A cargo ship in the Gulf, near the Strait of Hormuz, as seen from northern Ras al-Khaimah, near the border with Oman’s Musandam, amid the US-Israeli conflict with Iran, in United Arab Emirates, March 11, 2026. (Reuters file)
A cargo ship in the Gulf, near the Strait of Hormuz, as seen from northern Ras al-Khaimah, near the border with Oman’s Musandam, amid the US-Israeli conflict with Iran, in United Arab Emirates, March 11, 2026. (Reuters file)

When senior officials from 40 countries met virtually this week to discuss how to bring shipping traffic back to the Strait of Hormuz, Italy’s foreign minister had a proposal. He urged them to establish a “humanitarian corridor” allowing safe passage for fertilizer and other crucial goods headed to impoverished nations.

The plan, described after the meeting by Italian officials, was one of several competing proposals from Europe and beyond that were meant to prevent the Iran war from causing widespread hunger. But it was not endorsed by the envoys on the call, and the meeting ended with no concrete plan to reopen the strait, militarily or otherwise, reported the New York Times.

European leaders are under pressure from US President Donald Trump to commit military assets, immediately, to end Iran’s blockage of the strait and tame a growing global energy and economic crisis. They have refused to meet his demands by sending warships now. Instead, they are hotly debating what to do to help unclog the vital shipping lane once the war ends.

But they are struggling to rally around a plan of action.

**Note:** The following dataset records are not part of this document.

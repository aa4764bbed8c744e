//! Text normalization and fuzzy scoring used to locate a suggestion's target.

use std::collections::HashSet;

/// Minimum token overlap for a fuzzy match to be accepted.
pub const MATCH_THRESHOLD: f64 = 0.25;

fn is_edge_char(c: char) -> bool {
    c.is_whitespace() || matches!(c, '-' | '–' | '—')
}

/// Collapses whitespace runs to a single space, trims, strips leading and
/// trailing dash-like punctuation, and lowercases.
pub fn normalize(text: &str) -> String {
    text.split_whitespace()
        .collect::<Vec<_>>()
        .join(" ")
        .trim_matches(is_edge_char)
        .to_lowercase()
}

/// Fraction of `b`'s whitespace tokens found in `a`, over the longer token count.
/// Returns 0.0 when either side is empty.
pub fn token_overlap(a: &str, b: &str) -> f64 {
    let a_tokens: Vec<&str> = a.split_whitespace().collect();
    let b_tokens: Vec<&str> = b.split_whitespace().collect();
    if a_tokens.is_empty() || b_tokens.is_empty() {
        return 0.0;
    }
    let a_set: HashSet<&str> = a_tokens.iter().copied().collect();
    let common = b_tokens.iter().filter(|t| a_set.contains(*t)).count();
    common as f64 / a_tokens.len().max(b_tokens.len()) as f64
}

/// True when both are non-empty and equal, or one contains the other.
pub fn loosely_equal(candidate: &str, target: &str) -> bool {
    if candidate.is_empty() || target.is_empty() {
        return false;
    }
    candidate == target || candidate.contains(target) || target.contains(candidate)
}
//! Axum route handlers for curation sessions and stored résumés.

use axum::{
    extract::{Multipart, Path, State},
    http::{header, StatusCode},
    response::IntoResponse,
    Json,
};
use serde::{Deserialize, Serialize};
use tracing::{info, warn};
use uuid::Uuid;

use crate::chat::extract::{resolve_reply, AssistantReply};
use crate::chat::{ChatMode, ChatRequest};
use crate::curation::pending::PendingSuggestion;
use crate::curation::session::{AcceptOutcome, ApplyAllReport, SessionSnapshot};
use crate::errors::AppError;
use crate::models::resume::ResumeDocument;
use crate::models::suggestion::{Suggestion, SuggestionId};
use crate::parser_client::{UploadKind, UploadedFile};
use crate::render::render_resume_md;
use crate::state::AppState;
use crate::store::StoredResume;

// ────────────────────────────────────────────────────────────────────────────
// Request / Response types
// ────────────────────────────────────────────────────────────────────────────

#[derive(Debug, Deserialize)]
#[serde(rename_all = "camelCase")]
pub struct OpenSessionRequest {
    pub user_id: Uuid,
    #[serde(default)]
    pub resume: Option<ResumeDocument>,
}

#[derive(Debug, Deserialize)]
pub struct SelectModeRequest {
    pub mode: ChatMode,
}

#[derive(Debug, Deserialize)]
pub struct SendMessageRequest {
    pub message: String,
}

#[derive(Debug, Serialize)]
#[serde(rename_all = "camelCase")]
pub struct SendMessageResponse {
    /// Transcript index of the assistant reply; absent if the conversation
    /// was reset while the request was in flight.
    pub message_index: Option<usize>,
    pub message: String,
    pub pending: Vec<PendingSuggestion>,
}

#[derive(Debug, Serialize)]
#[serde(rename_all = "camelCase")]
pub struct RejectResponse {
    pub id: SuggestionId,
    pub suggestion: Suggestion,
}

#[derive(Debug, Deserialize)]
pub struct UpdateCuratedRequest {
    pub content: ResumeDocument,
}

// ────────────────────────────────────────────────────────────────────────────
// Session lifecycle
// ────────────────────────────────────────────────────────────────────────────

/// POST /api/v1/sessions
///
/// Opens a session from the given résumé, or from the user's latest stored one.
pub async fn handle_open_session(
    State(state): State<AppState>,
    Json(req): Json<OpenSessionRequest>,
) -> Result<(StatusCode, Json<SessionSnapshot>), AppError> {
    let resume = match req.resume {
        Some(resume) => resume,
        None => state
            .store
            .latest_resume(req.user_id)
            .await?
            .map(|stored| stored.content)
            .unwrap_or_default(),
    };
    let id = state.sessions.open(req.user_id, resume).await;
    let snapshot = state.sessions.read(id, |s| s.snapshot()).await?;
    Ok((StatusCode::CREATED, Json(snapshot)))
}

/// GET /api/v1/sessions/:id
pub async fn handle_get_session(
    State(state): State<AppState>,
    Path(id): Path<Uuid>,
) -> Result<Json<SessionSnapshot>, AppError> {
    Ok(Json(state.sessions.read(id, |s| s.snapshot()).await?))
}

/// DELETE /api/v1/sessions/:id
pub async fn handle_close_session(
    State(state): State<AppState>,
    Path(id): Path<Uuid>,
) -> Result<StatusCode, AppError> {
    state.sessions.close(id).await?;
    Ok(StatusCode::NO_CONTENT)
}

// ────────────────────────────────────────────────────────────────────────────
// Résumé editing and import
// ────────────────────────────────────────────────────────────────────────────

/// PUT /api/v1/sessions/:id/resume
pub async fn handle_replace_resume(
    State(state): State<AppState>,
    Path(id): Path<Uuid>,
    Json(resume): Json<ResumeDocument>,
) -> Result<Json<SessionSnapshot>, AppError> {
    let snapshot = state
        .sessions
        .update(id, |s| {
            s.replace_resume(resume);
            s.snapshot()
        })
        .await?;
    Ok(Json(snapshot))
}

/// POST /api/v1/sessions/:id/resume/save
pub async fn handle_save_resume(
    State(state): State<AppState>,
    Path(id): Path<Uuid>,
) -> Result<Json<StoredResume>, AppError> {
    let (user_id, resume) = state
        .sessions
        .read(id, |s| (s.user_id(), s.resume().clone()))
        .await?;
    Ok(Json(state.store.save_resume(user_id, &resume).await?))
}

/// POST /api/v1/sessions/:id/import/resume
pub async fn handle_import_resume(
    State(state): State<AppState>,
    Path(id): Path<Uuid>,
    multipart: Multipart,
) -> Result<Json<SessionSnapshot>, AppError> {
    import_upload(&state, id, UploadKind::Resume, multipart).await
}

/// POST /api/v1/sessions/:id/import/linkedin
pub async fn handle_import_linkedin(
    State(state): State<AppState>,
    Path(id): Path<Uuid>,
    multipart: Multipart,
) -> Result<Json<SessionSnapshot>, AppError> {
    import_upload(&state, id, UploadKind::LinkedInExport, multipart).await
}

async fn import_upload(
    state: &AppState,
    id: Uuid,
    kind: UploadKind,
    multipart: Multipart,
) -> Result<Json<SessionSnapshot>, AppError> {
    state.sessions.read(id, |_| ()).await?;
    let file = read_upload(multipart, kind.field()).await?;
    let extracted = state.parser.parse(kind, file).await?;
    let snapshot = state
        .sessions
        .update(id, |s| {
            s.merge_extracted(extracted);
            s.snapshot()
        })
        .await?;
    info!("Imported {kind:?} into session {id}");
    Ok(Json(snapshot))
}

/// Takes the field named `field`, or the first file field if none matches.
async fn read_upload(mut multipart: Multipart, field: &str) -> Result<UploadedFile, AppError> {
    let mut fallback = None;
    while let Some(part) = multipart
        .next_field()
        .await
        .map_err(|e| AppError::Validation(format!("Invalid multipart body: {e}")))?
    {
        let is_named = part.name() == Some(field);
        if !is_named && (fallback.is_some() || part.file_name().is_none()) {
            continue;
        }
        let file_name = part.file_name().unwrap_or("upload").to_string();
        let content_type = part.content_type().map(str::to_string);
        let data = part
            .bytes()
            .await
            .map_err(|e| AppError::Validation(format!("Failed to read upload: {e}")))?;
        let file = UploadedFile {
            file_name,
            content_type,
            data,
        };
        if is_named {
            return Ok(file);
        }
        fallback = Some(file);
    }
    fallback.ok_or_else(|| AppError::Validation(format!("Missing '{field}' file field")))
}

// ────────────────────────────────────────────────────────────────────────────
// Conversation
// ────────────────────────────────────────────────────────────────────────────

/// POST /api/v1/sessions/:id/mode
pub async fn handle_select_mode(
    State(state): State<AppState>,
    Path(id): Path<Uuid>,
    Json(req): Json<SelectModeRequest>,
) -> Result<Json<SessionSnapshot>, AppError> {
    let snapshot = state
        .sessions
        .update(id, |s| {
            s.select_mode(req.mode);
            s.snapshot()
        })
        .await?;
    Ok(Json(snapshot))
}

/// POST /api/v1/sessions/:id/chat
///
/// Upstream failures are not HTTP errors here: they become an assistant
/// message so the conversation shows what went wrong.
pub async fn handle_send_message(
    State(state): State<AppState>,
    Path(id): Path<Uuid>,
    Json(req): Json<SendMessageRequest>,
) -> Result<Json<SendMessageResponse>, AppError> {
    let (user_id, prepared) = state
        .sessions
        .update(id, |s| s.prepare_chat(&req.message).map(|p| (s.user_id(), p)))
        .await??;

    let request = ChatRequest {
        message: prepared.message,
        mode: prepared.mode,
        user_id,
        conversation_history: prepared.history,
    };

    let reply = match state.chat.send(&request).await {
        Ok(response) => resolve_reply(&response.message, response.suggestions),
        Err(e) => {
            warn!(
                "Chat request to {} failed for session {id}: {e}",
                state.config.chatbot_url
            );
            AssistantReply {
                text: format!("Error: {e}"),
                suggestions: Vec::new(),
            }
        }
    };

    let text = reply.text.clone();
    let turn = state
        .sessions
        .update(id, |s| {
            s.record_reply(prepared.epoch, reply.text, reply.suggestions)
        })
        .await?;

    Ok(Json(match turn {
        Some(turn) => SendMessageResponse {
            message_index: Some(turn.message_index),
            message: turn.content,
            pending: turn.pending,
        },
        None => SendMessageResponse {
            message_index: None,
            message: text,
            pending: Vec::new(),
        },
    }))
}

// ────────────────────────────────────────────────────────────────────────────
// Suggestions
// ────────────────────────────────────────────────────────────────────────────

/// POST /api/v1/sessions/:id/suggestions/:sid/accept
pub async fn handle_accept_suggestion(
    State(state): State<AppState>,
    Path((id, suggestion_id)): Path<(Uuid, SuggestionId)>,
) -> Result<Json<AcceptOutcome>, AppError> {
    let outcome = state
        .sessions
        .update(id, |s| s.accept(suggestion_id))
        .await??;
    Ok(Json(outcome))
}

/// POST /api/v1/sessions/:id/suggestions/:sid/reject
pub async fn handle_reject_suggestion(
    State(state): State<AppState>,
    Path((id, suggestion_id)): Path<(Uuid, SuggestionId)>,
) -> Result<Json<RejectResponse>, AppError> {
    let suggestion = state
        .sessions
        .update(id, |s| s.reject(suggestion_id))
        .await??;
    Ok(Json(RejectResponse {
        id: suggestion_id,
        suggestion,
    }))
}

/// POST /api/v1/sessions/:id/suggestions/apply-all
pub async fn handle_apply_all(
    State(state): State<AppState>,
    Path(id): Path<Uuid>,
) -> Result<Json<ApplyAllReport>, AppError> {
    Ok(Json(state.sessions.update(id, |s| s.apply_all()).await?))
}

// ────────────────────────────────────────────────────────────────────────────
// Curated copy and export
// ────────────────────────────────────────────────────────────────────────────

/// POST /api/v1/sessions/:id/curated/discard
pub async fn handle_discard_curated(
    State(state): State<AppState>,
    Path(id): Path<Uuid>,
) -> Result<Json<SessionSnapshot>, AppError> {
    let snapshot = state
        .sessions
        .update(id, |s| {
            s.discard_curated();
            s.snapshot()
        })
        .await?;
    Ok(Json(snapshot))
}

/// POST /api/v1/sessions/:id/curated/commit
pub async fn handle_commit_curated(
    State(state): State<AppState>,
    Path(id): Path<Uuid>,
) -> Result<Json<StoredResume>, AppError> {
    let (user_id, curated) = state
        .sessions
        .read(id, |s| (s.user_id(), s.curated().cloned()))
        .await?;
    let curated = curated.ok_or_else(|| {
        AppError::Validation("No curated resume yet. Accept a suggestion first.".to_string())
    })?;
    Ok(Json(state.store.save_curated(user_id, &curated).await?))
}

/// GET /api/v1/sessions/:id/export
///
/// Markdown of the curated copy, or of the canonical résumé if nothing is curated.
pub async fn handle_export(
    State(state): State<AppState>,
    Path(id): Path<Uuid>,
) -> Result<impl IntoResponse, AppError> {
    let md = state
        .sessions
        .read(id, |s| render_resume_md(s.display_document()))
        .await?;
    Ok((
        [(header::CONTENT_TYPE, "text/markdown; charset=utf-8")],
        md,
    ))
}

/// GET /api/v1/users/:user_id/curated
pub async fn handle_get_stored_curated(
    State(state): State<AppState>,
    Path(user_id): Path<Uuid>,
) -> Result<Json<StoredResume>, AppError> {
    state
        .store
        .curated_resume(user_id)
        .await?
        .map(Json)
        .ok_or_else(|| AppError::NotFound(format!("No curated resume for user {user_id}")))
}

/// PUT /api/v1/curated/:id
pub async fn handle_update_stored_curated(
    State(state): State<AppState>,
    Path(id): Path<Uuid>,
    Json(req): Json<UpdateCuratedRequest>,
) -> Result<Json<StoredResume>, AppError> {
    Ok(Json(state.store.update_curated(id, &req.content).await?))
}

That partly reflects the slow gears of diplomacy in Europe and the sheer number of nations, including Gulf states, that are invested in safeguarding the strait once the war ends. Many nations involved in the talks, including Italy and Germany, have insisted that any international effort be blessed by the United Nations, which could slow action further. Military leaders will take up the issue in discussions next week.

More than anything, the struggle reflects how difficult it could be to actually secure the strait under a fragile peace — for Europe or for anyone else. None of the options available to Europe, the Gulf states and other countries look foolproof, even under the assumption that the major fighting will have stopped.

Naval escorts

French officials, including President Emmanuel Macron, have repeatedly raised the possibility that French naval vessels could help escort merchant ships through the strait after the war ends.

American officials have pushed for Europeans and other allies, like Japan, to escort ships sailing under their own countries’ flags.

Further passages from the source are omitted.